Work task: What is the number of lines in these entries that include "almost"? Write that number and no other text.

(Saved data entries)
━━━━━━━━━━━━━━━━━━━━━━━━━━━━━━

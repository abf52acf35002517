//! JSON line formatter for the primary output path

use super::log_record::LogRecord;
use super::timestamp::TimestampFormat;
use super::error::Result;

/// Formats records as one JSON object per line.
///
/// Key order: `message`, `context`, `level`, `level_name`, `channel`,
/// `datetime`, `extra`.
///
/// # Example
///
/// ```
/// use container_logs::core::{JsonFormatter, LogLevel, LogRecord};
///
/// let record = LogRecord::new(LogLevel::Warning, "app.debug", "disk almost full");
/// let line = JsonFormatter::new().format(&record).unwrap();
/// assert!(line.starts_with(r#"{"message":"disk almost full","context":{}"#));
/// ```
#[derive(Debug, Clone, Default)]
pub struct JsonFormatter {
    timestamp_format: TimestampFormat,
}

impl JsonFormatter {
    pub fn new() -> Self {
        Self::default()
    }

    #[must_use]
    pub fn with_timestamp_format(mut self, format: TimestampFormat) -> Self {
        self.timestamp_format = format;
        self
    }

    /// Build the JSON object for a record
    pub fn to_value(&self, record: &LogRecord) -> serde_json::Value {
        let mut json_obj = serde_json::Map::new();
        json_obj.insert(
            "message".to_string(),
            serde_json::Value::String(record.message.clone()),
        );
        json_obj.insert("context".to_string(), record.context.to_json_value());
        json_obj.insert(
            "level".to_string(),
            serde_json::Value::Number(record.level.weight().into()),
        );
        json_obj.insert(
            "level_name".to_string(),
            serde_json::Value::String(record.level.to_str().to_string()),
        );
        json_obj.insert(
            "channel".to_string(),
            serde_json::Value::String(record.channel.clone()),
        );
        json_obj.insert(
            "datetime".to_string(),
            serde_json::Value::String(self.timestamp_format.format(&record.datetime)),
        );
        json_obj.insert("extra".to_string(), record.extra.to_json_value());
        serde_json::Value::Object(json_obj)
    }

    /// Render a record as a single line (no trailing newline)
    pub fn format(&self, record: &LogRecord) -> Result<String> {
        Ok(serde_json::to_string(&self.to_value(record))?)
    }
}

━━━━━━━━━━━━━━━━━━━━━━━━━━━━━━

Response for this exercise: 2